impl EchoData {
    /// Create an empty dataset that will ingest with the given settings.
    pub fn new(settings: ReadSettings) -> Self {
        EchoData {
            start_time: None,
            end_time: None,
            start_ping: None,
            end_ping: None,
            n_pings: 0,
            frequencies: Vec::new(),
            channel_ids: Vec::new(),
            channel_id_map: FnvHashMap::default(),
            stores: FnvHashMap::default(),
            nmea: NmeaBuffer::new(),
            annotations: Vec::new(),
            settings,
            file_channel_map: Vec::new(),
            active_channel_map: FnvHashMap::default(),
        }
    }

    /// The read settings in effect for subsequent reads.
    pub fn settings(&self) -> &ReadSettings {
        &self.settings
    }

    /// Mutable access to the read settings. Changes apply to subsequent
    /// [`Self::read_raw`] calls, not retroactively.
    pub fn settings_mut(&mut self) -> &mut ReadSettings {
        &mut self.settings
    }

    /// Read one or many raw files in the given order.
    ///
    /// `open` is called once per path and must yield the parser for that
    /// file. Datagrams are filtered by the configured time, ping, channel
    /// and frequency bounds; whatever passes is appended to the per-channel
    /// stores. After the last file every store and the NMEA buffer are
    /// trimmed to their logical size.
    pub fn read_raw<P, S, F>(&mut self, files: &[P], mut open: F) -> Result<(), EchoError>
    where
        P: AsRef<Path>,
        S: DatagramSource,
        F: FnMut(&Path) -> Result<S, EchoError>,
    {
        for path in files {
            let path = path.as_ref();
            let mut source = open(path)?;
            self.read_file(path, &mut source)?;
        }
        for channel_id in &self.channel_ids {
            if let Some(store) = self.stores.get_mut(channel_id) {
                store.trim();
            }
        }
        self.nmea.trim();
        Ok(())
    }

    /// Read `.bot`/`.out` bottom-detection files.
    ///
    /// This simply forwards to [`Self::read_raw`] with the time bounds set
    /// to the span of the data already read, so detections outside that
    /// span are skipped immediately instead of being checked against every
    /// ping time. The raw files backing a bottom file must have been read
    /// first.
    pub fn read_bot<P, S, F>(&mut self, files: &[P], open: F) -> Result<(), EchoError>
    where
        P: AsRef<Path>,
        S: DatagramSource,
        F: FnMut(&Path) -> Result<S, EchoError>,
    {
        if let Some(end) = self.end_time {
            self.settings.set_end_time(end.into())?;
        }
        if let Some(start) = self.start_time {
            self.settings.set_start_time(start.into())?;
        }
        self.read_raw(files, open)
    }

    /// Ingest a single already-opened file.
    fn read_file<S: DatagramSource>(
        &mut self,
        path: &Path,
        source: &mut S,
    ) -> Result<(), EchoError> {
        let config = match source.next_record()? {
            Some(DatagramRecord::Configuration(config)) => config,
            Some(other) => {
                return Err(EchoError::DatagramParse {
                    msg: format!(
                        "file {} does not start with a configuration header (got {} record)",
                        path.display(),
                        record_kind(&other)
                    ),
                })
            }
            None => {
                return Err(EchoError::DatagramParse {
                    msg: format!("file {} is empty", path.display()),
                })
            }
        };

        if self.start_time.is_none() {
            self.start_time = Some(config.timestamp);
        }

        // The file channel map covers every transceiver in the file, stored
        // or not: bottom datagrams index their depth vectors with it.
        self.file_channel_map = config
            .transceivers
            .iter()
            .map(|t| t.channel_id.clone())
            .collect();

        // An ME70 file follows its header with an extended configuration
        // block; hold on to it for the metadata.
        let mut extended: Option<String> = None;
        let mut pending = source.next_record()?;
        if let Some(DatagramRecord::ExtendedConfiguration { xml, .. }) = &pending {
            extended = Some(xml.clone());
            pending = source.next_record()?;
        }

        self.active_channel_map.clear();
        for (position, transceiver) in config.transceivers.iter().enumerate() {
            let channel_number = position + 1;
            if !self
                .settings
                .channel_selected(&transceiver.channel_id, transceiver.frequency)
            {
                continue;
            }

            if !self.stores.contains_key(&transceiver.channel_id) {
                let store = ChannelStore::new(
                    &transceiver.channel_id,
                    StorageOptions {
                        store_power: self.settings.get_store_power(),
                        store_angles: self.settings.get_store_angles(),
                        max_sample_number: self.settings.get_max_sample_count(),
                        ..Default::default()
                    },
                );
                self.stores.insert(transceiver.channel_id.clone(), store);
                self.channel_ids.push(transceiver.channel_id.clone());
                self.channel_id_map
                    .insert(self.channel_ids.len(), transceiver.channel_id.clone());
                if !self.frequencies.contains(&transceiver.frequency) {
                    self.frequencies.push(transceiver.frequency);
                }
            }
            self.active_channel_map
                .insert(channel_number, transceiver.channel_id.clone());

            let store = match self.stores.get_mut(&transceiver.channel_id) {
                Some(store) => store,
                None => continue,
            };
            let metadata: MetadataHandle = Arc::new(ChannelMetadata::new(
                path,
                transceiver,
                &config,
                store.n_pings() as u64,
                extended.clone(),
            ));
            store.set_current_metadata(metadata);
        }

        // Kinds already reported for this file, to log each only once.
        let mut warned_kinds: FnvHashSet<String> = FnvHashSet::default();

        let mut next = pending;
        while let Some(record) = next {
            next = source.next_record()?;

            let timestamp = record.timestamp();
            if !self.settings.time_in_bounds(timestamp) {
                continue;
            }
            match self.end_time {
                Some(end) if end >= timestamp => {}
                // Data cannot be assumed to be in time order.
                _ => self.end_time = Some(timestamp),
            }

            match record {
                DatagramRecord::Sample(datagram) => self.dispatch_sample(&datagram),
                DatagramRecord::Nmea(datagram) => {
                    self.nmea.add_datagram(datagram.timestamp, &datagram.nmea_string);
                }
                DatagramRecord::Tag(datagram) => {
                    self.annotations.push((datagram.timestamp, datagram.text));
                }
                DatagramRecord::Bottom(datagram) => self.dispatch_bottom(&datagram),
                DatagramRecord::Configuration(_) => {
                    warn!(
                        "ignoring unexpected configuration header inside {}",
                        path.display()
                    );
                }
                DatagramRecord::ExtendedConfiguration { .. } => {
                    debug!(
                        "ignoring extended configuration block inside {}",
                        path.display()
                    );
                }
                DatagramRecord::Unknown { kind, .. } => {
                    if warned_kinds.insert(kind.clone()) {
                        warn!("unknown datagram type: {}", kind);
                    }
                }
            }
        }
        Ok(())
    }

    /// Handle one RAW record: count it, filter it, store it.
    fn dispatch_sample(&mut self, datagram: &SampleDatagram) {
        // The engine-wide ping counter follows channel 1, which records on
        // every ping of these systems.
        if datagram.channel == 1 {
            self.n_pings += 1;
        }
        if !self.settings.ping_in_bounds(self.n_pings) {
            return;
        }
        if let Some(channel_id) = self.active_channel_map.get(&datagram.channel) {
            if self.start_ping.is_none() {
                self.start_ping = Some(self.n_pings);
            }
            self.end_ping = Some(self.n_pings);
            if let Some(store) = self.stores.get_mut(channel_id) {
                store.append_ping(
                    datagram,
                    self.settings.get_start_sample(),
                    self.settings.get_end_sample(),
                );
            }
        }
    }

    /// Handle one BOT/DEP record: fan the per-transceiver depths out to
    /// every stored channel present in the current file.
    fn dispatch_bottom(&mut self, datagram: &BottomDatagram) {
        for channel_id in &self.channel_ids {
            let idx = match self.file_channel_map.iter().position(|id| id == channel_id) {
                Some(idx) => idx,
                None => continue,
            };
            let depth = match datagram.depths.get(idx) {
                Some(&depth) => depth,
                None => continue,
            };
            let reflectivity = datagram
                .reflectivity
                .as_ref()
                .and_then(|r| r.get(idx).copied());
            if let Some(store) = self.stores.get_mut(channel_id) {
                store.append_bottom(datagram.timestamp, depth, reflectivity);
            }
        }
    }

    /// The number of stored channels.
    pub fn n_channels(&self) -> usize {
        self.channel_ids.len()
    }

    /// The ids of the stored channels in assignment order.
    pub fn channel_ids(&self) -> &[String] {
        &self.channel_ids
    }

    /// The distinct frequencies of the stored channels, in Hz.
    pub fn frequencies(&self) -> &[f64] {
        &self.frequencies
    }

    /// Millisecond UTC timestamp of the first file's header.
    pub fn start_time(&self) -> Option<i64> {
        self.start_time
    }

    /// The largest record timestamp ingested.
    pub fn end_time(&self) -> Option<i64> {
        self.end_time
    }

    /// The engine-wide number of the first stored ping.
    pub fn start_ping(&self) -> Option<u64> {
        self.start_ping
    }

    /// The engine-wide number of the last stored ping.
    pub fn end_ping(&self) -> Option<u64> {
        self.end_ping
    }

    /// The engine-wide ping count (channel-1 RAW records seen).
    pub fn n_pings(&self) -> u64 {
        self.n_pings
    }

    /// The NMEA sentences ingested so far.
    pub fn nmea(&self) -> &NmeaBuffer {
        &self.nmea
    }

    /// The TAG annotations ingested so far.
    pub fn annotations(&self) -> &[(i64, String)] {
        &self.annotations
    }

    /// Get a channel's store by its id.
    pub fn channel_data(&self, channel_id: &str) -> Result<&ChannelStore, EchoError> {
        self.stores
            .get(channel_id)
            .ok_or_else(|| EchoError::InvalidChannelSelector {
                selector: channel_id.to_string(),
            })
    }

    /// Get a channel's store by its engine channel number (1-based, in
    /// assignment order).
    pub fn channel_data_by_number(&self, number: usize) -> Result<&ChannelStore, EchoError> {
        self.channel_id_map
            .get(&number)
            .and_then(|id| self.stores.get(id))
            .ok_or_else(|| EchoError::InvalidChannelSelector {
                selector: number.to_string(),
            })
    }

    /// Iterate over the stored channels in assignment order.
    pub fn channels(&self) -> impl Iterator<Item = (&str, &ChannelStore)> {
        self.channel_ids
            .iter()
            .filter_map(move |id| self.stores.get(id).map(|store| (id.as_str(), store)))
    }
}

##############################

• [YOUR OBJECTIVE]:
From the entries above, return exactly the line containing "if let Some(DatagramRecord::ExtendedConfiguration", the line containing "let channel_number = position", and all lines between, and nothing else.

• [SOLUTION TO THE PROBLEM]:
        if let Some(DatagramRecord::ExtendedConfiguration { xml, .. }) = &pending {
            extended = Some(xml.clone());
            pending = source.next_record()?;
        }

        self.active_channel_map.clear();
        for (position, transceiver) in config.transceivers.iter().enumerate() {
            let channel_number = position + 1;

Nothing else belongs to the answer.